To cut a very long story short, my husband who does not have add has got sick and tired of taking the burden of looking after the third child in our marriage (me!) Over the years he has tried to make me aware of the way i was behaving and tried to get me to take on some responsibility for household stuff etc, but i would listen but not act on it. I didn't seem to realize the significance of what he was telling me. The more he has tried to point things out the more i have retreated into my shell and so the cycle will go round and round until 5 months ago he dropped me the bombshell that he no longer loved me and for his own well being and for our children, that he wanted a separation and wanted to move out.
It was around this time that I was shocked into finally realising that this is serious stuff and I needed to do some soul searching, which was how after months of councilling and seeing specialists that I have just been diagnosed with ADD. This is a huge relief for me on the one hand as it answers many of the problems I have had during childhood and ofcourse more recently in my marriage. I am so so sad that I did not get diagnosed when i was a child or even as a young adult as I have lost the love and respect of my darling husband who I still love and wish we could try to make a clean go of things with this knowledge i now have and understand. Sadly he is moving out in 4 weeks time and is able to calmly tell me that after 24 years together he definitly does not love me and does not want to try again as he feels too exhausted and hurt by the years of my ADD behaviour.
I feel so gutted and lonely. I live in the UK where there is not as much help and advice as there is in the USA. Not only am i grieving for the lost happy childhood i could have had at school if my parents and teachers had picked up on this, but i am grieving daily for a marriage that could have been if i knew about this condition. My parents refuse to have anything to do with this diagnosis and will not support me. My husband is trying to be understanding to a point and is happy for me that i have got this diagnosis off my own back but repeatedly tells me that it does not affect his decision as it is too late.

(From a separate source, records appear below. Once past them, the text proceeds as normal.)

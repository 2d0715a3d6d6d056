use axum::Json;
use axum::http::StatusCode;
use axum::response::{IntoResponse, Response};
use serde_json::json;
use thiserror::Error;

/// Common error types used across the application.
#[derive(Debug, Error)]
pub enum AppError {
    #[error("Database error: {0}")]
    Database(#[from] sqlx::Error),

    #[error("Redis error: {0}")]
    Redis(#[from] redis::RedisError),

    #[error("Store error: {0}")]
    Store(String),

    #[error("Configuration error: {0}")]
    Config(String),

    #[error("Not found: {0}")]
    NotFound(String),

    #[error("Validation error: {0}")]
    Validation(String),

    #[error("Internal error: {0}")]
    Internal(String),
}

impl IntoResponse for AppError {
    fn into_response(self) -> Response {
        let (status, message) = match &self {
            AppError::Database(_) => (StatusCode::INTERNAL_SERVER_ERROR, self.to_string()),
            AppError::Redis(_) => (StatusCode::INTERNAL_SERVER_ERROR, self.to_string()),
            AppError::Store(_) => (StatusCode::INTERNAL_SERVER_ERROR, self.to_string()),
            AppError::Config(msg) => (StatusCode::INTERNAL_SERVER_ERROR, msg.clone()),
            AppError::NotFound(msg) => (StatusCode::NOT_FOUND, msg.clone()),
            AppError::Validation(msg) => (StatusCode::BAD_REQUEST, msg.clone()),
            AppError::Internal(msg) => (StatusCode::INTERNAL_SERVER_ERROR, msg.clone()),
        };

        let body = json!({ "error": message });
        (status, Json(body)).into_response()
    }
}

I have just bought your book Melissa, ADHD affect on Marriage and he says he will read it before he leaves our home to move out in 4 weeks. I have read it and it could be explaining my own marriage to the letter. Sorry to ramble. No one can make my husband love me again but i am having a really tough time accepting and dealing with it now knowing the reasons behind many of the behaviours. By the way no one else is involved in the relationship and he has not left me for anyone else. I am not a nasty or mean person and have not been knowingly and purposefully disrespectful and rude, lazy etc... in our marriage but it has seemed like that to my husband.
Any advice would be so welcome please.
Thank you for taking the time to read my post in a rambling ADD way :) !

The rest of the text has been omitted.